Re: [RFC PATCH] sched/fair: Introduce SIS_PAIR to wakeup task on local idle core first

From: Mike Galbraith
Date: Thu May 25 2023 - 05:34:28 EST


On Thu, 2023-05-25 at 15:47 +0800, Chen Yu wrote:
> On 2023-05-22 at 09:10:33 +0200, Mike Galbraith wrote:
> >
> > At one extreme of the huge spectrum of possibilities, a couple less
> > than brilliant tasks playing high speed ping-pong can bounce all over a
> > box with zero consequences, but for a pair more akin to say Einstein
> > and Bohr pondering chalkboards full of mind bending math and meeting
> > occasionally at the water cooler to exchange snarky remarks, needlessly
> > bouncing them about forces them to repopulate chalkboards, and C2C
> > traffic you try to avoid via bounce you generate via bounce.
> >
> I guess what you mean is that, for a wakee has large local data cache
> footprint, it is not a good idea to wakeup the wakee on a remote core.
> Because in that way the wakee has to repopulate the cache from scratch.

Yeah, and all variations in between.

> Yes, the problem is that currently the scheduler is lacking of metric
> to indicate the task's working set, or per-task-cache-footprint-track
> (although we have numa balancing to calculate per-task-node-statistics).
> If provided with this cache-aware metric, the wakee can be put to a candidate
> CPU where the cache locallity(either LLC or L2) is friendly to the wakee.
> Because there is no such accurate metric, the heuristic seems to be an compromised
> way to predict the task placement.

Nah, it's a dart toss.
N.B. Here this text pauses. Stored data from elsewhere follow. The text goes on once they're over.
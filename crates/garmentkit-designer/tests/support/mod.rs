//! Recording collaborators shared by the integration tests.

#![allow(dead_code)]

use garmentkit_core::types::{shared, Shared};
use garmentkit_core::{PixelRect, TextureTarget};
use garmentkit_designer::{
    CustomizerSession, ImageRef, PublishOptions, RenderBackend, SelectionChange,
    SelectionListener, UploadedImage,
};
use std::rc::Rc;
use tiny_skia::Pixmap;

pub const PANEL: PixelRect = PixelRect::new(0.0, 0.0, 400.0, 700.0);

#[derive(Debug, Clone, PartialEq)]
pub enum RenderCall {
    Publish {
        target: TextureTarget,
        width: u32,
        needs_alpha: bool,
    },
    Clear(TextureTarget),
    Render,
}

#[derive(Debug, Default)]
pub struct RendererLog {
    pub calls: Vec<RenderCall>,
    pub last_raster: Option<(TextureTarget, Pixmap)>,
}

impl RendererLog {
    pub fn publishes(&self) -> usize {
        self.calls
            .iter()
            .filter(|c| matches!(c, RenderCall::Publish { .. }))
            .count()
    }

    pub fn renders(&self) -> usize {
        self.calls
            .iter()
            .filter(|c| matches!(c, RenderCall::Render))
            .count()
    }
}

/// Renderer double that hands out small surfaces and records every call.
pub struct MockRenderer {
    pub log: Shared<RendererLog>,
    /// Side length of surfaces handed out; `None` simulates an unready renderer.
    pub surface_size: Option<u32>,
}

impl MockRenderer {
    pub fn new() -> (Self, Shared<RendererLog>) {
        let log = shared(RendererLog::default());
        (
            Self {
                log: Rc::clone(&log),
                surface_size: Some(64),
            },
            log,
        )
    }

    pub fn unavailable() -> (Self, Shared<RendererLog>) {
        let (mut renderer, log) = Self::new();
        renderer.surface_size = None;
        (renderer, log)
    }
}

impl RenderBackend for MockRenderer {
    fn render_surface(&mut self, _target: TextureTarget, _w: u32, _h: u32) -> Option<Pixmap> {
        self.surface_size.and_then(|s| Pixmap::new(s, s))
    }

    fn publish_texture(&mut self, target: TextureTarget, raster: Pixmap, options: PublishOptions) {
        let mut log = self.log.borrow_mut();
        log.calls.push(RenderCall::Publish {
            target,
            width: raster.width(),
            needs_alpha: options.needs_alpha,
        });
        log.last_raster = Some((target, raster));
    }

    fn clear_texture(&mut self, target: TextureTarget) {
        self.log.borrow_mut().calls.push(RenderCall::Clear(target));
    }

    fn request_render(&mut self) {
        self.log.borrow_mut().calls.push(RenderCall::Render);
    }
}

/// View double that records what it was told and tracks its own highlight.
pub struct RecordingView {
    pub name: &'static str,
    pub order: Shared<Vec<&'static str>>,
    pub highlighted: Shared<Option<garmentkit_designer::DesignId>>,
}

impl SelectionListener for RecordingView {
    fn selection_changed(&mut self, change: SelectionChange) {
        self.order.borrow_mut().push(self.name);
        *self.highlighted.borrow_mut() = change.current;
    }
}

pub fn solid_image(width: u32, height: u32, rgba: [u8; 4]) -> ImageRef {
    ImageRef::from_rgba(width, height, rgba.repeat((width * height) as usize)).unwrap()
}

pub fn upload(width: u32, height: u32) -> UploadedImage {
    UploadedImage::ready(solid_image(width, height, [20, 40, 60, 255]), Some("art.png".into()))
        .unwrap()
}

pub fn session() -> (CustomizerSession, Shared<RendererLog>) {
    let (renderer, log) = MockRenderer::new();
    let mut session = CustomizerSession::new(Box::new(renderer));
    session.set_panel_rect(PANEL);
    (session, log)
}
With a box full of net blaster tools, the odds
may even be favorable, but who knows what the wild will do.

> The C2C was mainly caused by accessing global tg->load, so besides
> wakeup placement, there should also be other way to mitigate C2C,
> such as reducing the frequency of accessing tg->load.

Attacking that is the only thing that makes any sense to me.

> Besides that, while studying the history of wake_wide(), I suddenly
> found that 10 years ago Michael has proposed exactly the same strategy to
> check if task A and B are waking up each other, if they are, put them
> together, otherwise, spread them to different LLC:
> https://lkml.org/lkml/2013/3/6/73
> And this version has finnaly evolved to what wake_wide() looks like today
> in your patch:

Yeah, I've touched that, but it's still busted. I watched firefox
burst wake a way too big thread pool, but since worker-bees collected
zero flips, the heuristic says all is well, move along ginormous swarm.

-Mike